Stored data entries
-=-=-=-=-
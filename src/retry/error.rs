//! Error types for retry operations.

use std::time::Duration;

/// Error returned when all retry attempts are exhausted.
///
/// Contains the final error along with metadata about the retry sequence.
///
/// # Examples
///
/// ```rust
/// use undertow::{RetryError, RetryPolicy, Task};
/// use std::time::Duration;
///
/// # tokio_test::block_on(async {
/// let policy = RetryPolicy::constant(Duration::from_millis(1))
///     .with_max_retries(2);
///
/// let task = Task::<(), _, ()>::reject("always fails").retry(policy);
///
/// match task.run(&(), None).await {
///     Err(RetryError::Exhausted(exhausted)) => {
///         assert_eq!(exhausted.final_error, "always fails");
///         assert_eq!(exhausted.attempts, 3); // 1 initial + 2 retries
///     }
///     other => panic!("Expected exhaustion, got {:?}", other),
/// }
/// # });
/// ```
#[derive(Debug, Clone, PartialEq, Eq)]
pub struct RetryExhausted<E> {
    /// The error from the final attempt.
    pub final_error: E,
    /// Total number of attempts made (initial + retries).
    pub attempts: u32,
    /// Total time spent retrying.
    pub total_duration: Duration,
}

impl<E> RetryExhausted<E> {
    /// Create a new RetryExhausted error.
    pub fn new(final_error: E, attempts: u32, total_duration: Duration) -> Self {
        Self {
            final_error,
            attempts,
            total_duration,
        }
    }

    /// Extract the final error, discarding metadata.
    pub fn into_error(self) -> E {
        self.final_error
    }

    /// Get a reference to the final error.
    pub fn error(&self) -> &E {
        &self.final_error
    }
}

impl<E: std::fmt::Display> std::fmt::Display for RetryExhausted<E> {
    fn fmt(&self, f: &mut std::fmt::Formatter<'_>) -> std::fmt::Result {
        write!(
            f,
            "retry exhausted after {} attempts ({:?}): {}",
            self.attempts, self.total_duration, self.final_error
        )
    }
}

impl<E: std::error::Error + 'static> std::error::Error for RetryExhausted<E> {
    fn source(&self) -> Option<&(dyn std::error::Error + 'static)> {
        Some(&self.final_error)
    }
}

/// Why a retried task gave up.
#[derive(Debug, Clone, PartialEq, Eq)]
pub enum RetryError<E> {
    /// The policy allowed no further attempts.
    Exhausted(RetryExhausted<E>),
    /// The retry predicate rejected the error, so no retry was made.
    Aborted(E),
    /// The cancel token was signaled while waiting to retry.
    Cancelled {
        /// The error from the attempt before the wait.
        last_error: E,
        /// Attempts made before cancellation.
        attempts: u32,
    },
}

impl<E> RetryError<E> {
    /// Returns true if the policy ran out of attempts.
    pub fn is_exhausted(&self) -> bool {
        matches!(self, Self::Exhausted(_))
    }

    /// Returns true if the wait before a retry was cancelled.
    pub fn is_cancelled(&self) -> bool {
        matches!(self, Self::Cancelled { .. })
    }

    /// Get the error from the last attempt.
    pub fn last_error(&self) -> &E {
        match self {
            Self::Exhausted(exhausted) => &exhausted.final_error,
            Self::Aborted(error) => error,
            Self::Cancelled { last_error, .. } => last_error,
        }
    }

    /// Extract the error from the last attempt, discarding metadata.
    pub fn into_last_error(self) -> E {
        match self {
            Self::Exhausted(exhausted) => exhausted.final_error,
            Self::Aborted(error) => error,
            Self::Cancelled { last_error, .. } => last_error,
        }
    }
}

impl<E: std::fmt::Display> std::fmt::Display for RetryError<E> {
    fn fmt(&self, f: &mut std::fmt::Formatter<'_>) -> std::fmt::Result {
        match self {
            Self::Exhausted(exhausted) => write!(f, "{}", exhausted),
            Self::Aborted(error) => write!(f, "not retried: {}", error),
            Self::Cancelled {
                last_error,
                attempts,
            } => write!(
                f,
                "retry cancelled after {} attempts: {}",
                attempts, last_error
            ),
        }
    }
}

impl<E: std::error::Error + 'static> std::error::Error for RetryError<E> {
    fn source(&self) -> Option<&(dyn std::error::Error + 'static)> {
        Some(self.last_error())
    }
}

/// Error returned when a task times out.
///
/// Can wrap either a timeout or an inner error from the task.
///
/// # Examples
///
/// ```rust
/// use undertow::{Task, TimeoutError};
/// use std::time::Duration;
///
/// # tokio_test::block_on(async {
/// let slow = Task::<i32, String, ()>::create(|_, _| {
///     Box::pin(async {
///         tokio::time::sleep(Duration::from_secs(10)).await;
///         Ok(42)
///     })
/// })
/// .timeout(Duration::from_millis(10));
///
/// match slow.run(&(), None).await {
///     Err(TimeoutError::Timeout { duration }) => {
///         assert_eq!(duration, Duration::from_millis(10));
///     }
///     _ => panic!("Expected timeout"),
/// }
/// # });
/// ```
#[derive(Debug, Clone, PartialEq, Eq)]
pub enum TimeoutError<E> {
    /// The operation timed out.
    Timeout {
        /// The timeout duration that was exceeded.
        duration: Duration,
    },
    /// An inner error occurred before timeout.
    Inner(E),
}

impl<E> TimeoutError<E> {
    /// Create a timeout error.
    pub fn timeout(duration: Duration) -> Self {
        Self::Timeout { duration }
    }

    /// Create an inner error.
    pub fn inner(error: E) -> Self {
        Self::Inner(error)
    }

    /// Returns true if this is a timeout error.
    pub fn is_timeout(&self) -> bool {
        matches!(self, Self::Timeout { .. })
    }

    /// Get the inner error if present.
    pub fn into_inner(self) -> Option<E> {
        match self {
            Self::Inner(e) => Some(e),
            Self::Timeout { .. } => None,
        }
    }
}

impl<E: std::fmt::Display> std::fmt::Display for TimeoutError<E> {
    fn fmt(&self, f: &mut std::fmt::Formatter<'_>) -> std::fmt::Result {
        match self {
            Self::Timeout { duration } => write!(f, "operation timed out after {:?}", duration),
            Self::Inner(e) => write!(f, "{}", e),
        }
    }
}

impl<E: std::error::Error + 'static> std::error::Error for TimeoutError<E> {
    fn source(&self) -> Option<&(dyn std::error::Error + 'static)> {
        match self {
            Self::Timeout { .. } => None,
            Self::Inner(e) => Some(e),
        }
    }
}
-=-=-=-=-
# Work item
The records above need to be retyped in full, exactly as they stand.

# Completed task
filename src/retry/error.rs
//! Error types for retry operations.

use std::time::Duration;

/// Error returned when all retry attempts are exhausted.
///
/// Contains the final error along with metadata about the retry sequence.
///
/// # Examples
///
/// ```rust
/// use undertow::{RetryError, RetryPolicy, Task};
/// use std::time::Duration;
///
/// # tokio_test::block_on(async {
/// let policy = RetryPolicy::constant(Duration::from_millis(1))
///     .with_max_retries(2);
///
/// let task = Task::<(), _, ()>::reject("always fails").retry(policy);
///
/// match task.run(&(), None).await {
///     Err(RetryError::Exhausted(exhausted)) => {
///         assert_eq!(exhausted.final_error, "always fails");
///         assert_eq!(exhausted.attempts, 3); // 1 initial + 2 retries
///     }
///     other => panic!("Expected exhaustion, got {:?}", other),
/// }
/// # });
/// ```
#[derive(Debug, Clone, PartialEq, Eq)]
pub struct RetryExhausted<E> {
    /// The error from the final attempt.
    pub final_error: E,
    /// Total number of attempts made (initial + retries).
    pub attempts: u32,
    /// Total time spent retrying.
    pub total_duration: Duration,
}

impl<E> RetryExhausted<E> {
    /// Create a new RetryExhausted error.
    pub fn new(final_error: E, attempts: u32, total_duration: Duration) -> Self {
        Self {
            final_error,
            attempts,
            total_duration,
        }
    }

    /// Extract the final error, discarding metadata.
    pub fn into_error(self) -> E {
        self.final_error
    }

    /// Get a reference to the final error.
    pub fn error(&self) -> &E {
        &self.final_error
    }
}

impl<E: std::fmt::Display> std::fmt::Display for RetryExhausted<E> {
    fn fmt(&self, f: &mut std::fmt::Formatter<'_>) -> std::fmt::Result {
        write!(
            f,
            "retry exhausted after {} attempts ({:?}): {}",
            self.attempts, self.total_duration, self.final_error
        )
    }
}

impl<E: std::error::Error + 'static> std::error::Error for RetryExhausted<E> {
    fn source(&self) -> Option<&(dyn std::error::Error + 'static)> {
        Some(&self.final_error)
    }
}

/// Why a retried task gave up.
#[derive(Debug, Clone, PartialEq, Eq)]
pub enum RetryError<E> {
    /// The policy allowed no further attempts.
    Exhausted(RetryExhausted<E>),
    /// The retry predicate rejected the error, so no retry was made.
    Aborted(E),
    /// The cancel token was signaled while waiting to retry.
    Cancelled {
        /// The error from the attempt before the wait.
        last_error: E,
        /// Attempts made before cancellation.
        attempts: u32,
    },
}

impl<E> RetryError<E> {
    /// Returns true if the policy ran out of attempts.
    pub fn is_exhausted(&self) -> bool {
        matches!(self, Self::Exhausted(_))
    }

    /// Returns true if the wait before a retry was cancelled.
    pub fn is_cancelled(&self) -> bool {
        matches!(self, Self::Cancelled { .. })
    }

    /// Get the error from the last attempt.
    pub fn last_error(&self) -> &E {
        match self {
            Self::Exhausted(exhausted) => &exhausted.final_error,
            Self::Aborted(error) => error,
            Self::Cancelled { last_error, .. } => last_error,
        }
    }

    /// Extract the error from the last attempt, discarding metadata.
    pub fn into_last_error(self) -> E {
        match self {
            Self::Exhausted(exhausted) => exhausted.final_error,
            Self::Aborted(error) => error,
            Self::Cancelled { last_error, .. } => last_error,
        }
    }
}

impl<E: std::fmt::Display> std::fmt::Display for RetryError<E> {
    fn fmt(&self, f: &mut std::fmt::Formatter<'_>) -> std::fmt::Result {
        match self {
            Self::Exhausted(exhausted) => write!(f, "{}", exhausted),
            Self::Aborted(error) => write!(f, "not retried: {}", error),
            Self::Cancelled {
                last_error,
                attempts,
            } => write!(
                f,
                "retry cancelled after {} attempts: {}",
                attempts, last_error
            ),
        }
    }
}

impl<E: std::error::Error + 'static> std::error::Error for RetryError<E> {
    fn source(&self) -> Option<&(dyn std::error::Error + 'static)> {
        Some(self.last_error())
    }
}

/// Error returned when a task times out.
///
/// Can wrap either a timeout or an inner error from the task.
///
/// # Examples
///
/// ```rust
/// use undertow::{Task, TimeoutError};
/// use std::time::Duration;
///
/// # tokio_test::block_on(async {
/// let slow = Task::<i32, String, ()>::create(|_, _| {
///     Box::pin(async {
///         tokio::time::sleep(Duration::from_secs(10)).await;
///         Ok(42)
///     })
/// })
/// .timeout(Duration::from_millis(10));
///
/// match slow.run(&(), None).await {
///     Err(TimeoutError::Timeout { duration }) => {
///         assert_eq!(duration, Duration::from_millis(10));
///     }
///     _ => panic!("Expected timeout"),
/// }
/// # });
/// ```
#[derive(Debug, Clone, PartialEq, Eq)]
pub enum TimeoutError<E> {
    /// The operation timed out.
    Timeout {
        /// The timeout duration that was exceeded.
        duration: Duration,
    },
    /// An inner error occurred before timeout.
    Inner(E),
}

impl<E> TimeoutError<E> {
    /// Create a timeout error.
    pub fn timeout(duration: Duration) -> Self {
        Self::Timeout { duration }
    }

    /// Create an inner error.
    pub fn inner(error: E) -> Self {
        Self::Inner(error)
    }

    /// Returns true if this is a timeout error.
    pub fn is_timeout(&self) -> bool {
        matches!(self, Self::Timeout { .. })
    }

    /// Get the inner error if present.
    pub fn into_inner(self) -> Option<E> {
        match self {
            Self::Inner(e) => Some(e),
            Self::Timeout { .. } => None,
        }
    }
}

impl<E: std::fmt::Display> std::fmt::Display for TimeoutError<E> {
    fn fmt(&self, f: &mut std::fmt::Formatter<'_>) -> std::fmt::Result {
        match self {
            Self::Timeout { duration } => write!(f, "operation timed out after {:?}", duration),
            Self::Inner(e) => write!(f, "{}", e),
        }
    }
}

impl<E: std::error::Error + 'static> std::error::Error for TimeoutError<E> {
    fn source(&self) -> Option<&(dyn std::error::Error + 'static)> {
        match self {
            Self::Timeout { .. } => None,
            Self::Inner(e) => Some(e),
        }
    }
}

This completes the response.